EXERCISE → All lines of the listing that contain "inserted" should be shown in full.

EXTRACTED DATA →
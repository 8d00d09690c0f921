//! One open conversation: a message store kept eventually consistent by a
//! fixed-cadence poll, interleaved with optimistically rendered sends.

use serde::{Deserialize, Serialize};
use thiserror::Error;
use tracing::{debug, warn};

use crate::entity::{ConversationId, LocalId, Message, MessageId, UnixTimeMs, UserId};
use crate::store::{EntityStore, StoreOrder};
use crate::MAX_COMPOSE_BYTES;

#[derive(Copy, Clone, Debug, PartialEq, Eq, Serialize, Deserialize)]
pub enum PollState {
    Idle,
    Polling,
    Stopped,
}

#[derive(Copy, Clone, Debug, PartialEq, Eq, Serialize, Deserialize)]
pub enum PollKind {
    /// A scheduled tick of the fixed interval.
    Scheduled,
    /// Pull-to-refresh: an out-of-band tick sharing the same merge, only
    /// distinguished by the `is_refreshing` flag.
    Refresh,
}

/// Issued per fetch; carries the generation it was minted under so a result
/// that outlives its screen is discarded instead of applied.
#[derive(Clone, Debug, PartialEq, Eq, Serialize, Deserialize)]
pub struct PollTicket {
    pub conversation_id: ConversationId,
    pub generation: u64,
    pub kind: PollKind,
}

#[derive(Copy, Clone, Debug, PartialEq, Eq)]
pub enum PollOutcome {
    Applied { inserted: usize, merged: usize },
    Stale,
}

/// What the app layer must POST for an accepted compose.
#[derive(Clone, Debug, PartialEq, Eq)]
pub struct OutboundMessage {
    pub conversation_id: ConversationId,
    pub local_id: LocalId,
    pub body: String,
}

#[derive(Debug, Clone, PartialEq, Eq, Error)]
pub enum ComposeError {
    #[error("message is empty")]
    Empty,
    #[error("message is {len} bytes, maximum is {max}")]
    TooLong { len: usize, max: usize },
}

#[derive(Debug)]
pub struct ChatSession {
    conversation_id: ConversationId,
    pub messages: EntityStore<Message>,
    poll_state: PollState,
    generation: u64,
    pub is_refreshing: bool,
}

impl ChatSession {
    #[must_use]
    pub fn open(conversation_id: ConversationId, generation: u64) -> Self {
        Self {
            conversation_id,
            messages: EntityStore::new(StoreOrder::NewestFirst),
            poll_state: PollState::Idle,
            generation,
            is_refreshing: false,
        }
    }

    #[must_use]
    pub fn conversation_id(&self) -> &ConversationId {
        &self.conversation_id
    }

    #[must_use]
    pub const fn generation(&self) -> u64 {
        self.generation
    }

    #[must_use]
    pub const fn poll_state(&self) -> PollState {
        self.poll_state
    }

    /// `Idle → Polling`. While a poll is in flight further ticks are
    /// swallowed; after teardown no ticket is ever minted again.
    pub fn begin_poll(&mut self) -> Option<PollTicket> {
        match self.poll_state {
            PollState::Idle => {
                self.poll_state = PollState::Polling;
                Some(self.ticket(PollKind::Scheduled))
            }
            PollState::Polling => None,
            PollState::Stopped => None,
        }
    }

    /// Out-of-band fetch for pull-to-refresh; does not disturb the scheduled
    /// cycle, only raises the UI flag.
    pub fn begin_refresh(&mut self) -> Option<PollTicket> {
        if self.poll_state == PollState::Stopped {
            return None;
        }
        self.is_refreshing = true;
        Some(self.ticket(PollKind::Refresh))
    }

    #[must_use]
    pub fn accepts(&self, ticket: &PollTicket) -> bool {
        self.poll_state != PollState::Stopped
            && ticket.generation == self.generation
            && ticket.conversation_id == self.conversation_id
    }

    /// Merge one authoritative message list. Keyed by server id, falling back
    /// to the echoed client reference while an id is still provisional, so an
    /// optimistic copy is superseded rather than duplicated. Pending messages
    /// the server hasn't seen yet stay visible at their optimistic position.
    pub fn apply_poll(&mut self, ticket: &PollTicket, remote: Vec<Message>) -> PollOutcome {
        if !self.accepts(ticket) {
            debug!(
                conversation = %ticket.conversation_id,
                generation = ticket.generation,
                "discarding stale poll result"
            );
            return PollOutcome::Stale;
        }

        let mut inserted = 0;
        let mut merged = 0;
        for message in remote {
            match self.messages.upsert(message) {
                crate::store::UpsertOutcome::Inserted => inserted += 1,
                crate::store::UpsertOutcome::Merged => merged += 1,
                crate::store::UpsertOutcome::Discarded => {}
            }
        }

        self.settle(ticket);
        PollOutcome::Applied { inserted, merged }
    }

    /// Failed polls are absorbed; the next tick simply tries again.
    pub fn poll_failed(&mut self, ticket: &PollTicket) {
        if !self.accepts(ticket) {
            return;
        }
        debug!(conversation = %ticket.conversation_id, "poll failed, retrying next tick");
        self.settle(ticket);
    }

    /// Validate, render optimistically, and describe the send request.
    pub fn queue_send(
        &mut self,
        sender: &UserId,
        body: &str,
        now: UnixTimeMs,
    ) -> Result<OutboundMessage, ComposeError> {
        let trimmed = body.trim();
        if trimmed.is_empty() {
            return Err(ComposeError::Empty);
        }
        if trimmed.len() > MAX_COMPOSE_BYTES {
            return Err(ComposeError::TooLong {
                len: trimmed.len(),
                max: MAX_COMPOSE_BYTES,
            });
        }

        let message = Message::compose(
            self.conversation_id.clone(),
            sender.clone(),
            trimmed.to_string(),
            now,
        );
        let outbound = OutboundMessage {
            conversation_id: self.conversation_id.clone(),
            local_id: message.local_id.clone().unwrap_or_else(LocalId::generate),
            body: message.body.clone(),
        };
        self.messages.upsert(message);
        Ok(outbound)
    }

    /// The POST came back: swap in the server identity. If a poll already
    /// delivered the authoritative copy, the two collapse into one entity.
    pub fn confirm_send(
        &mut self,
        local_id: &LocalId,
        server_id: MessageId,
        created_at: Option<UnixTimeMs>,
    ) {
        let Some(mut message) = self.messages.remove_local(local_id.as_str()) else {
            debug!(local = %local_id, "send confirmation for unknown message");
            return;
        };
        message.mark_confirmed(server_id, created_at);
        self.messages.upsert(message);
    }

    /// The POST failed: the provisional entity is removed outright (there is
    /// no prior state to revert to) and the typed text is handed back so the
    /// compose input can be restored.
    pub fn fail_send(&mut self, local_id: &LocalId) -> Option<String> {
        let removed = self.messages.remove_local(local_id.as_str());
        if removed.is_some() {
            warn!(conversation = %self.conversation_id, "send failed, restoring compose text");
        }
        removed.map(|m| m.body)
    }

    /// Unmount: no further tickets, and any in-flight result is discarded.
    pub fn close(&mut self) {
        self.poll_state = PollState::Stopped;
        self.is_refreshing = false;
        self.messages.close();
    }

    fn ticket(&self, kind: PollKind) -> PollTicket {
        PollTicket {
            conversation_id: self.conversation_id.clone(),
            generation: self.generation,
            kind,
        }
    }

    fn settle(&mut self, ticket: &PollTicket) {
        match ticket.kind {
            PollKind::Scheduled => self.poll_state = PollState::Idle,
            PollKind::Refresh => self.is_refreshing = false,
        }
    }
}

#[cfg(test)]
mod tests {
    use super::*;
    use crate::entity::{ConfirmationState, MessageOrigin};

    fn session() -> ChatSession {
        ChatSession::open(ConversationId::new("c1"), 7)
    }

    fn remote(id: &str, at: u64) -> Message {
        Message {
            id: MessageId::new(id),
            local_id: None,
            conversation_id: ConversationId::new("c1"),
            sender_id: UserId::new("peer"),
            body: format!("remote {id}"),
            created_at: UnixTimeMs(at),
            origin: MessageOrigin::Remote,
            confirmation: ConfirmationState::Confirmed,
        }
    }

    #[test]
    fn poll_cycle_idle_polling_idle() {
        let mut s = session();
        assert_eq!(s.poll_state(), PollState::Idle);

        let ticket = s.begin_poll().expect("idle session polls");
        assert_eq!(s.poll_state(), PollState::Polling);
        // Overlapping tick is swallowed.
        assert!(s.begin_poll().is_none());

        s.apply_poll(&ticket, vec![remote("1", 100)]);
        assert_eq!(s.poll_state(), PollState::Idle);
        assert_eq!(s.messages.len(), 1);
    }

    #[test]
    fn failed_poll_returns_to_idle_without_touching_store() {
        let mut s = session();
        let ticket = s.begin_poll().unwrap();
        s.apply_poll(&ticket, vec![remote("1", 100)]);

        let ticket = s.begin_poll().unwrap();
        s.poll_failed(&ticket);

        assert_eq!(s.poll_state(), PollState::Idle);
        assert_eq!(s.messages.len(), 1);
    }

    #[test]
    fn stale_generation_is_discarded() {
        let mut s = session();
        let ticket = s.begin_poll().unwrap();

        let stale = PollTicket {
            generation: ticket.generation + 1,
            ..ticket.clone()
        };
        assert_eq!(s.apply_poll(&stale, vec![remote("1", 100)]), PollOutcome::Stale);
        assert!(s.messages.is_empty());
        // The real ticket still applies.
        assert!(matches!(
            s.apply_poll(&ticket, vec![remote("1", 100)]),
            PollOutcome::Applied { inserted: 1, .. }
        ));
    }

    #[test]
    fn closed_session_discards_in_flight_poll() {
        let mut s = session();
        let ticket = s.begin_poll().unwrap();
        s.close();

        assert_eq!(s.apply_poll(&ticket, vec![remote("1", 100)]), PollOutcome::Stale);
        assert!(s.messages.is_empty());
        assert!(s.begin_poll().is_none());
        assert!(s.begin_refresh().is_none());
    }

    #[test]
    fn refresh_shares_merge_but_only_flips_flag() {
        let mut s = session();
        let poll = s.begin_poll().unwrap();

        let refresh = s.begin_refresh().expect("refresh runs out of band");
        assert!(s.is_refreshing);
        assert_eq!(s.poll_state(), PollState::Polling);

        s.apply_poll(&refresh, vec![remote("1", 100)]);
        assert!(!s.is_refreshing);
        // The scheduled cycle is untouched by the refresh settling.
        assert_eq!(s.poll_state(), PollState::Polling);
        s.apply_poll(&poll, vec![remote("2", 200)]);
        assert_eq!(s.poll_state(), PollState::Idle);
        assert_eq!(s.messages.len(), 2);
    }

    #[test]
    fn optimistic_send_is_visible_and_newest() {
        let mut s = session();
        let ticket = s.begin_poll().unwrap();
        s.apply_poll(&ticket, vec![remote("1", 100), remote("2", 200)]);

        s.queue_send(&UserId::new("me"), "hello", UnixTimeMs(300)).unwrap();

        let snapshot = s.messages.snapshot();
        assert_eq!(snapshot.len(), 3);
        assert_eq!(snapshot[0].body, "hello");
        assert!(snapshot[0].confirmation.is_pending());
    }

    #[test]
    fn send_then_poll_yields_exactly_one_entity() {
        let mut s = session();
        let out = s
            .queue_send(&UserId::new("me"), "on my way", UnixTimeMs(300))
            .unwrap();
        s.confirm_send(&out.local_id, MessageId::new("srv-5"), Some(UnixTimeMs(301)));

        // The next poll returns the same message under its server id.
        let ticket = s.begin_poll().unwrap();
        s.apply_poll(&ticket, vec![remote("srv-5", 301)]);

        assert_eq!(s.messages.len(), 1);
        let only = &s.messages.snapshot()[0];
        assert_eq!(only.id.as_str(), "srv-5");
        assert_eq!(only.origin, MessageOrigin::Local);
        assert!(only.confirmation.is_confirmed());
    }

    #[test]
    fn poll_arriving_before_confirmation_still_deduplicates() {
        let mut s = session();
        let out = s
            .queue_send(&UserId::new("me"), "race me", UnixTimeMs(300))
            .unwrap();

        // The server echoes the client reference, so even a poll that beats
        // the POST response collapses onto the pending entity.
        let mut echoed = remote("srv-6", 301);
        echoed.local_id = Some(out.local_id.clone());
        let ticket = s.begin_poll().unwrap();
        s.apply_poll(&ticket, vec![echoed]);

        assert_eq!(s.messages.len(), 1);
        assert_eq!(s.messages.snapshot()[0].id.as_str(), "srv-6");

        // The late POST confirmation is then a harmless merge.
        s.confirm_send(&out.local_id, MessageId::new("srv-6"), Some(UnixTimeMs(301)));
        assert_eq!(s.messages.len(), 1);
    }

    #[test]
    fn failed_send_removes_entity_and_returns_text() {
        let mut s = session();
        let out = s
            .queue_send(&UserId::new("me"), "did this arrive?", UnixTimeMs(300))
            .unwrap();

        let restored = s.fail_send(&out.local_id);

        assert_eq!(restored.as_deref(), Some("did this arrive?"));
        assert!(s.messages.is_empty());
        assert!(s.fail_send(&out.local_id).is_none());
    }

    #[test]
    fn compose_validation() {
        let mut s = session();
        assert_eq!(
            s.queue_send(&UserId::new("me"), "   ", UnixTimeMs(1)),
            Err(ComposeError::Empty)
        );
        let oversized = "x".repeat(MAX_COMPOSE_BYTES + 1);
        assert!(matches!(
            s.queue_send(&UserId::new("me"), &oversized, UnixTimeMs(1)),
            Err(ComposeError::TooLong { .. })
        ));
        assert!(s.messages.is_empty());
    }

    #[test]
    fn merged_list_is_newest_first() {
        let mut s = session();
        let ticket = s.begin_poll().unwrap();
        s.apply_poll(&ticket, vec![remote("1", 100), remote("2", 250)]);
        s.queue_send(&UserId::new("me"), "latest", UnixTimeMs(300)).unwrap();

        let bodies: Vec<_> = s.messages.snapshot().iter().map(|m| m.body.as_str()).collect();
        assert_eq!(bodies, vec!["latest", "remote 2", "remote 1"]);
    }
}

RESULT FOR THIS EXERCISE →
    Applied { inserted: usize, merged: usize },
        let mut inserted = 0;
                crate::store::UpsertOutcome::Inserted => inserted += 1,
        PollOutcome::Applied { inserted, merged }
            PollOutcome::Applied { inserted: 1, .. }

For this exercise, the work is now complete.